_MATERIAL PROVIDED_
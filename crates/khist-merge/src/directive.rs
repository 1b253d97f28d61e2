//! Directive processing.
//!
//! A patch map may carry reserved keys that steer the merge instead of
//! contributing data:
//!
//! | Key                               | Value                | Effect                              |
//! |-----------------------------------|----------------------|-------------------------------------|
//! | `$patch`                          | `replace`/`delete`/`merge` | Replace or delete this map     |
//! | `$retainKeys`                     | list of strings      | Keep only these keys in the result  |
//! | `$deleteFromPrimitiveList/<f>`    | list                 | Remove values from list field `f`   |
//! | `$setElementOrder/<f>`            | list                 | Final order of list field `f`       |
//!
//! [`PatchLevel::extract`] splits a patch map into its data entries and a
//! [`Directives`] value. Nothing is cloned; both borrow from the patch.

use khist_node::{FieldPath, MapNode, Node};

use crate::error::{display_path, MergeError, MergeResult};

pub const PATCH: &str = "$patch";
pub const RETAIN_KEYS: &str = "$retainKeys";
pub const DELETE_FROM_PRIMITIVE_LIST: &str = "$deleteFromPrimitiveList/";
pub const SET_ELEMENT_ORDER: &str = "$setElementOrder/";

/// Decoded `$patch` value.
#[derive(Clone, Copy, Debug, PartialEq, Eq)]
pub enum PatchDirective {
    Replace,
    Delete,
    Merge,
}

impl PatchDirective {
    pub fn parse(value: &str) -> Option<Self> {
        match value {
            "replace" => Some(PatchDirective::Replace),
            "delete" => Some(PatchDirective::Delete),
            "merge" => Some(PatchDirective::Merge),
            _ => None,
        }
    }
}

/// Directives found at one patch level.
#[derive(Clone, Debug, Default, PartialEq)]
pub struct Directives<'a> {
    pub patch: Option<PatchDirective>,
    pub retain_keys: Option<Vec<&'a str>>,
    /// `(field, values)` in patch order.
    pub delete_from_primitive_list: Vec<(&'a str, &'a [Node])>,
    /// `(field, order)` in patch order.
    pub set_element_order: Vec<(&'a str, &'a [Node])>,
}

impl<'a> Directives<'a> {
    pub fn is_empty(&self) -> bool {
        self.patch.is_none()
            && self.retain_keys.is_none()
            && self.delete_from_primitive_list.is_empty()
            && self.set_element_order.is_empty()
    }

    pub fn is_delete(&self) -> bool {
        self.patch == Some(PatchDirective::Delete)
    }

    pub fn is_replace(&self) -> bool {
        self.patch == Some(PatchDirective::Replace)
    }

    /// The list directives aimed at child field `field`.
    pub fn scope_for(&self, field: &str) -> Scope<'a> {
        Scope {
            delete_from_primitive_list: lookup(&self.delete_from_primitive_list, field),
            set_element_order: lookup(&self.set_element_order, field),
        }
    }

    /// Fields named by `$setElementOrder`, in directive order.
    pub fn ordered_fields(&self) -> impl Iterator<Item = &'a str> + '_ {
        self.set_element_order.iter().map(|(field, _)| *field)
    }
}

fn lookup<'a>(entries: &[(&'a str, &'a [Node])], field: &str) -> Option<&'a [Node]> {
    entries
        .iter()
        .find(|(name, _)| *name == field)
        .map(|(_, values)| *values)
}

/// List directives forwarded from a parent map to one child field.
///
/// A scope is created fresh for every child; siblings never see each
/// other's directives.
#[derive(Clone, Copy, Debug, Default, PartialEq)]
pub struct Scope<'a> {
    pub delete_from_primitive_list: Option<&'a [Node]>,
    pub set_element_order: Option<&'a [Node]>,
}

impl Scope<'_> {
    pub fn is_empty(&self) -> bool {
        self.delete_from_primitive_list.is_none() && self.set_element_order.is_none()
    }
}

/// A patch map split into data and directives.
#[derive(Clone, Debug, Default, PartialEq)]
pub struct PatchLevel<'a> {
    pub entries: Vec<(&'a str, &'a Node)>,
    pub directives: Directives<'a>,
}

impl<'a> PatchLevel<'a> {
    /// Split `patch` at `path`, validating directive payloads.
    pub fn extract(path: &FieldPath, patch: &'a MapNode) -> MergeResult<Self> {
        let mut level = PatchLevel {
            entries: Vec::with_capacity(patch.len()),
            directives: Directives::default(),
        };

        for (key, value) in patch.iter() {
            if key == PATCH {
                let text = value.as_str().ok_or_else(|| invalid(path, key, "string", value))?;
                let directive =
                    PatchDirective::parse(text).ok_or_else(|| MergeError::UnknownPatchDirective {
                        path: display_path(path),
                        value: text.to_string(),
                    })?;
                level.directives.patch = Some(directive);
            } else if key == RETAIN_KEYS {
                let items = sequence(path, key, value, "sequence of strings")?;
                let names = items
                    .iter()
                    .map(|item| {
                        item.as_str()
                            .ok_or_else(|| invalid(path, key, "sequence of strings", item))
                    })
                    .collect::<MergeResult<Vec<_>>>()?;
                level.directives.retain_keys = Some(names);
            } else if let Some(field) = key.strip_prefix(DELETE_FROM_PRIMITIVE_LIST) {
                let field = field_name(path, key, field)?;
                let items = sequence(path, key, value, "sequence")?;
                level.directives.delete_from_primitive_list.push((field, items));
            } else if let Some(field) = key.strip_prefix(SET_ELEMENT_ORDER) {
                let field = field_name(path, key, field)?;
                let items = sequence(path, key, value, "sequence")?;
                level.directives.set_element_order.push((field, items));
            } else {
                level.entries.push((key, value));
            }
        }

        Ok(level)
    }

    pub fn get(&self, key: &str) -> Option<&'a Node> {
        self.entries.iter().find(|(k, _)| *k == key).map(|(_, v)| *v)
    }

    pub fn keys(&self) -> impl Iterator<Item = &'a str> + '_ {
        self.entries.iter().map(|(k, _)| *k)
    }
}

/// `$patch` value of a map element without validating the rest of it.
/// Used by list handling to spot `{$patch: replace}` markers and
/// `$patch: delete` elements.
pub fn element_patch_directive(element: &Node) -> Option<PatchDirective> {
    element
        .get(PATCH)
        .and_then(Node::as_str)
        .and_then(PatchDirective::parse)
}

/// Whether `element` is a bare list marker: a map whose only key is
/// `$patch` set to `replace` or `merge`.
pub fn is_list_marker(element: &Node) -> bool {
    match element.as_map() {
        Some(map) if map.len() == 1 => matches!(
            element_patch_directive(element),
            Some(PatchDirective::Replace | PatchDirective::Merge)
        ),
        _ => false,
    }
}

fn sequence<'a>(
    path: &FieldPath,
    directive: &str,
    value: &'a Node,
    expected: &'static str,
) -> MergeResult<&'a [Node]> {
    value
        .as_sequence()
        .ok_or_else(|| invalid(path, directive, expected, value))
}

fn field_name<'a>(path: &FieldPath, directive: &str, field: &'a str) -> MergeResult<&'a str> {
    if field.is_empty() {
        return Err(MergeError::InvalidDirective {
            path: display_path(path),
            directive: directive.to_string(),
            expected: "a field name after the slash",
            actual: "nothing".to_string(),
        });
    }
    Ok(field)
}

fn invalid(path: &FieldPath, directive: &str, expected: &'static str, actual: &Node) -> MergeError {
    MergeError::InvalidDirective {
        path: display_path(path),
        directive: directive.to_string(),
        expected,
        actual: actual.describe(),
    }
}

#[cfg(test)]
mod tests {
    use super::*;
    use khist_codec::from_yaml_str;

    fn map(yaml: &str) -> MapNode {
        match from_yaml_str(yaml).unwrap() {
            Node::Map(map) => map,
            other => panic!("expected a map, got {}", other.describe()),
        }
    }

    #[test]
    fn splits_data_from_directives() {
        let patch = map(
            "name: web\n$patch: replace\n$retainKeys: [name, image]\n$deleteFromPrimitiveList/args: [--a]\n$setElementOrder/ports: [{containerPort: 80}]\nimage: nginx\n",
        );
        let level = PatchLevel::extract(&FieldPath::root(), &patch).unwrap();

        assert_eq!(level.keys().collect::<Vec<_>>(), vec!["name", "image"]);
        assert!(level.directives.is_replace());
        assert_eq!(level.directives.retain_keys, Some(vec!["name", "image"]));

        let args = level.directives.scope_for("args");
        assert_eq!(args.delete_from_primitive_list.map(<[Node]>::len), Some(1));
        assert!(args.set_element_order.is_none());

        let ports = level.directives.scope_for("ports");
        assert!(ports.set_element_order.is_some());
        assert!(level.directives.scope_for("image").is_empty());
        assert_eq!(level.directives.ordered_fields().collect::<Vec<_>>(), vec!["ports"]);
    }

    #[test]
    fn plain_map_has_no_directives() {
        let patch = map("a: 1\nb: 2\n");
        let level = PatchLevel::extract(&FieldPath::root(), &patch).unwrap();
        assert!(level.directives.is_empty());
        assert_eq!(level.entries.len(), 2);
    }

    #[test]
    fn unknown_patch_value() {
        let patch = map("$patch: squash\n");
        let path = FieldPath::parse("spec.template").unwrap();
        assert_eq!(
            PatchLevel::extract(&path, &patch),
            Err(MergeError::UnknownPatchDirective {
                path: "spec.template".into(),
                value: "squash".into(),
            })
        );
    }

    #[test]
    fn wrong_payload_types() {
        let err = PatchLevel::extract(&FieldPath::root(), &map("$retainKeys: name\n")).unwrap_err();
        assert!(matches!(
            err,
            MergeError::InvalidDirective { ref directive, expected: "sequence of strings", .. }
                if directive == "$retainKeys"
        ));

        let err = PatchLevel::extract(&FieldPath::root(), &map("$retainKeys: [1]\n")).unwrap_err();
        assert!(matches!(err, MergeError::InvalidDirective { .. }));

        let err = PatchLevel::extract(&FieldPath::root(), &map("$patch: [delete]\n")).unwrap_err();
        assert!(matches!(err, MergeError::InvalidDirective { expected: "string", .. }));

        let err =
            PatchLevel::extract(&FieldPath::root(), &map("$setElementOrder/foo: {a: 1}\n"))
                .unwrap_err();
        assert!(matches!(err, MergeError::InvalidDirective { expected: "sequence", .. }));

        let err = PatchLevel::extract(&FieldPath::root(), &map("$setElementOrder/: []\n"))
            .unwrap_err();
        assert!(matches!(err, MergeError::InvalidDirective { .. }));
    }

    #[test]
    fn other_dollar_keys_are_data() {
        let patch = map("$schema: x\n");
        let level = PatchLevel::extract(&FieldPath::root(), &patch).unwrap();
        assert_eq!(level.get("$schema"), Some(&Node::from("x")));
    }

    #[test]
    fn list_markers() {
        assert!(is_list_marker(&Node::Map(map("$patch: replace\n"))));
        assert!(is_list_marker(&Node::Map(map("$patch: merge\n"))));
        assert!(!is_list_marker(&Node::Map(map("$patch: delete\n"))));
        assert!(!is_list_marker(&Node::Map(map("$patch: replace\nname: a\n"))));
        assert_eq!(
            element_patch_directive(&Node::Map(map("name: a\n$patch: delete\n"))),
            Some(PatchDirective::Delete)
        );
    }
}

_YOUR GOAL_
Copy each line of the material where "into" is found.

_OUTPUT BELOW_
//! [`PatchLevel::extract`] splits a patch map into its data entries and a
/// A patch map split into data and directives.
                path: "spec.template".into(),
                value: "squash".into(),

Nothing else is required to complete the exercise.